● **REQUIRED ACTION**
In the data, find each line where the word "params" appears and list that line.

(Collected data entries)
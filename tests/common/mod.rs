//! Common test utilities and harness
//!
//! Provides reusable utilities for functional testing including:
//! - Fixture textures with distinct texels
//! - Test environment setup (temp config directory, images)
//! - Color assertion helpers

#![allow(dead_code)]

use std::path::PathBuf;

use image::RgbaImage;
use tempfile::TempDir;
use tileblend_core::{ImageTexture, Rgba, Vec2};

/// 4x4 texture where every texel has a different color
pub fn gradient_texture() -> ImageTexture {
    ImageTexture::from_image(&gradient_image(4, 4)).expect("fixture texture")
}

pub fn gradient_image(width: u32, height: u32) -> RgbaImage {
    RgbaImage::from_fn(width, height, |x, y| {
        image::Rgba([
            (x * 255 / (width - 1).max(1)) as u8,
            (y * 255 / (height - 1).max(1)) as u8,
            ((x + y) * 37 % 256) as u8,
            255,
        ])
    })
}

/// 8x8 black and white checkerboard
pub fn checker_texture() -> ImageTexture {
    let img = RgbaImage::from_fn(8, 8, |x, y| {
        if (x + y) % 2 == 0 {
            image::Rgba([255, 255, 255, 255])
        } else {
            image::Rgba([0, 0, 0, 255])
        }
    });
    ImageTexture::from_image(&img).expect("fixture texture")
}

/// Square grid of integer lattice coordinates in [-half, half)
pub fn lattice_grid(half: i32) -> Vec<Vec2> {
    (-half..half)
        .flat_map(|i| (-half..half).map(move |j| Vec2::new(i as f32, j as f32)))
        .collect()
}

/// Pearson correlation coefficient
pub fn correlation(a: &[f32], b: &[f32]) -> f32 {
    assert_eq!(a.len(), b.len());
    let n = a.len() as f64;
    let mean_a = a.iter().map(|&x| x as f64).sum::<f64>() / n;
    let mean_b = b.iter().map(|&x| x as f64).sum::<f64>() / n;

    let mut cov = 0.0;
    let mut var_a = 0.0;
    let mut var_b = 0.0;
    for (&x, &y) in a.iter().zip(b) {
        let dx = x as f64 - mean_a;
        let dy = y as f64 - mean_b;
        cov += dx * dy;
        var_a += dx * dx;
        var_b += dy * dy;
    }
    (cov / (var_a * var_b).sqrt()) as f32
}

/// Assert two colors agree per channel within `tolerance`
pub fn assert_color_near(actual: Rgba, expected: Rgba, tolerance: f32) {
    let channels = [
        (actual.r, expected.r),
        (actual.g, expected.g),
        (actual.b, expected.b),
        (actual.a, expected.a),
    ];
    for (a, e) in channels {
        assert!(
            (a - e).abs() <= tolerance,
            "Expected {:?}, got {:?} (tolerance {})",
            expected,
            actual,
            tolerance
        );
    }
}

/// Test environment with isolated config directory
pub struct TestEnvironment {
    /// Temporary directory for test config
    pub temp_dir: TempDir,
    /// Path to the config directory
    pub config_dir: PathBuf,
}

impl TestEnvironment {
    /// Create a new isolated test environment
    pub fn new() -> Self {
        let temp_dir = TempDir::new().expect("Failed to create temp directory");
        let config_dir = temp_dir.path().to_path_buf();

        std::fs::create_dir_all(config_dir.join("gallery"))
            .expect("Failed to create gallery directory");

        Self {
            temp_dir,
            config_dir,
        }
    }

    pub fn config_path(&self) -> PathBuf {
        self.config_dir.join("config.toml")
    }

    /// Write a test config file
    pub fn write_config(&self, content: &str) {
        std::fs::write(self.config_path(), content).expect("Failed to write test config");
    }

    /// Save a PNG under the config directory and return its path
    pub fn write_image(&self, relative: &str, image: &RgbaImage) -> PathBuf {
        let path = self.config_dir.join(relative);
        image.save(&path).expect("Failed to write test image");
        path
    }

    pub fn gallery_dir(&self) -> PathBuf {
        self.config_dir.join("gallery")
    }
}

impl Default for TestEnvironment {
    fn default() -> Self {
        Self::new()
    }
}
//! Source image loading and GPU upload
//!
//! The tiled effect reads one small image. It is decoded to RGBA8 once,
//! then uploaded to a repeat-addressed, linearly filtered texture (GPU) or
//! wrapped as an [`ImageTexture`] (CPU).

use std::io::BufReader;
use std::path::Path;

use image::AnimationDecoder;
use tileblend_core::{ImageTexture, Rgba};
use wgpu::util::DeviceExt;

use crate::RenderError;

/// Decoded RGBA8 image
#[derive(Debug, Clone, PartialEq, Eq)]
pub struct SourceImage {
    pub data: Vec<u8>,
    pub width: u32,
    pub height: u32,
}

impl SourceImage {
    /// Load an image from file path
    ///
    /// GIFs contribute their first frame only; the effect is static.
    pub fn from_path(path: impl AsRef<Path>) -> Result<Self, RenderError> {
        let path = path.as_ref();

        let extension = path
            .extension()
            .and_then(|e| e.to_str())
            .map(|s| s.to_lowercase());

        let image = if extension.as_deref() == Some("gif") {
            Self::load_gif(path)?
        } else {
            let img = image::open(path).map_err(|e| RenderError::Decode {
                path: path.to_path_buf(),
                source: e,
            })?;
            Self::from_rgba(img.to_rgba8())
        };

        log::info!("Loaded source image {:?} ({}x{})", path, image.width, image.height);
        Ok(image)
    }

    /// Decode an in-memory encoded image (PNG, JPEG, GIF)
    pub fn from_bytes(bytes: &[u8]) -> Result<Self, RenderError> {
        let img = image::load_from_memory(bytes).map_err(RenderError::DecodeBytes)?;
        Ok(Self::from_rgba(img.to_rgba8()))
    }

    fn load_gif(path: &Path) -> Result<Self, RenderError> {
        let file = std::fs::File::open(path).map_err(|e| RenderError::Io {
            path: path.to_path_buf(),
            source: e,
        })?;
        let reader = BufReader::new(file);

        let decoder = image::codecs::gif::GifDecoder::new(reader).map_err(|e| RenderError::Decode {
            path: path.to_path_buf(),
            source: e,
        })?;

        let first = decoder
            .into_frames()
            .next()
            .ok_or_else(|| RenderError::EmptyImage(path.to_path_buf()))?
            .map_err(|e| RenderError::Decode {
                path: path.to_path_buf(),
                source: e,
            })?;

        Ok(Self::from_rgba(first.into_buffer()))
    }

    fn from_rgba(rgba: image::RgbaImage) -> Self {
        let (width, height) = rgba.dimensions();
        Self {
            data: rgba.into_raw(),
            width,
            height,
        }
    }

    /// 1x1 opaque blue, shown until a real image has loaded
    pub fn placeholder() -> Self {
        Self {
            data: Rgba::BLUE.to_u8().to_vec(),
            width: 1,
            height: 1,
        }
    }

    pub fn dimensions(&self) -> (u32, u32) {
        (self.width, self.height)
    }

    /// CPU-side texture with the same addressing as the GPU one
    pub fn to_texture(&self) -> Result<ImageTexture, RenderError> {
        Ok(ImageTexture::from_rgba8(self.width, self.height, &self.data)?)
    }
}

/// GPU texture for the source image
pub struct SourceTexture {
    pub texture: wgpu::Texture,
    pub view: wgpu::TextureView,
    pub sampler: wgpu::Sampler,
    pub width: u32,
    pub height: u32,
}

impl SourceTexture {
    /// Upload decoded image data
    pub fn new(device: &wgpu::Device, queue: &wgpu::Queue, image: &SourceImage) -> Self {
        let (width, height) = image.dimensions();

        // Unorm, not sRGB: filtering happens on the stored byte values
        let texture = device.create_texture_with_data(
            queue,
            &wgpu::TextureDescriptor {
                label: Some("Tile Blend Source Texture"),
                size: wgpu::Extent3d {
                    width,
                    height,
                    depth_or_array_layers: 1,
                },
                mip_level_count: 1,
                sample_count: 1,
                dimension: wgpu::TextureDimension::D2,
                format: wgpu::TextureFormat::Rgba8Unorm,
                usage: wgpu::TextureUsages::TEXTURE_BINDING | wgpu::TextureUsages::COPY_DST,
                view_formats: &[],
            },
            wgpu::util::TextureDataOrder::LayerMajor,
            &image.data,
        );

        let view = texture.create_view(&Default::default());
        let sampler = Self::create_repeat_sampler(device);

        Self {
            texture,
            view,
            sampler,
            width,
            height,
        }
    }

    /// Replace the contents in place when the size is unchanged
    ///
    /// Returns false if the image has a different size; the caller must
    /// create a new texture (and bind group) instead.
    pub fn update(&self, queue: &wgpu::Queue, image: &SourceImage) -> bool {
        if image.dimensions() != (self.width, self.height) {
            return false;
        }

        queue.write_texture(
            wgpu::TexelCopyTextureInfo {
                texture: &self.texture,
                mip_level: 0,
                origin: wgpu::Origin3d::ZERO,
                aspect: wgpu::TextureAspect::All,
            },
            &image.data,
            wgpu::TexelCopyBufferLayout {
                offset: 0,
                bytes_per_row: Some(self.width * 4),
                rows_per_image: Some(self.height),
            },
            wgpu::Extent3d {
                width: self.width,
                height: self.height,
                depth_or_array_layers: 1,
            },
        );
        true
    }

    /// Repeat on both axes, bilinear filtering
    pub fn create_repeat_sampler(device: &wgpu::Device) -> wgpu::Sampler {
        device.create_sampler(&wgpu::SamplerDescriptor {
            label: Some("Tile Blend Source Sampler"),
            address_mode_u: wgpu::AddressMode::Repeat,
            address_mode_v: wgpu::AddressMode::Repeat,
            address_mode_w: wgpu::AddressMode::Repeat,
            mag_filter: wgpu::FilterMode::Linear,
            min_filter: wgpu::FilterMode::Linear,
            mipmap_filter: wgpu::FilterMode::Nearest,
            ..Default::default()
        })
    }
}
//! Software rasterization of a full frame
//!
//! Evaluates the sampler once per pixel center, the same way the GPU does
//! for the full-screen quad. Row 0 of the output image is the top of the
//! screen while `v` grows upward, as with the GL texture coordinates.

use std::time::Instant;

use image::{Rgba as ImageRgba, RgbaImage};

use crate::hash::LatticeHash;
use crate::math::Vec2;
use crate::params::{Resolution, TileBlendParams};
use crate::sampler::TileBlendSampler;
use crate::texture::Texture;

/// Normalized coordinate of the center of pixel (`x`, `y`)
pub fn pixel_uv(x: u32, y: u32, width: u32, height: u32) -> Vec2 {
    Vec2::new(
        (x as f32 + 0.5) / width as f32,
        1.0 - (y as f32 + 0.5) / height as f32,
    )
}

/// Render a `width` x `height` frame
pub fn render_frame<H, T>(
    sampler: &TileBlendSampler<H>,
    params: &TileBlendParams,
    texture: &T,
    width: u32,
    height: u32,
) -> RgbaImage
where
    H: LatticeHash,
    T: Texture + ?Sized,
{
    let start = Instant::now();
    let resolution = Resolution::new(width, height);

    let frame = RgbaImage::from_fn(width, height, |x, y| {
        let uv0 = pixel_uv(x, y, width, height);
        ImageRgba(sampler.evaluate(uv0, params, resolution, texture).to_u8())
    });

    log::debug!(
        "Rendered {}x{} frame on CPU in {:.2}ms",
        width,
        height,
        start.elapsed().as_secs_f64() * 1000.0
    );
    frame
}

● **ANSWER SECTION**
use crate::params::{Resolution, TileBlendParams};
    params: &TileBlendParams,
        ImageRgba(sampler.evaluate(uv0, params, resolution, texture).to_u8())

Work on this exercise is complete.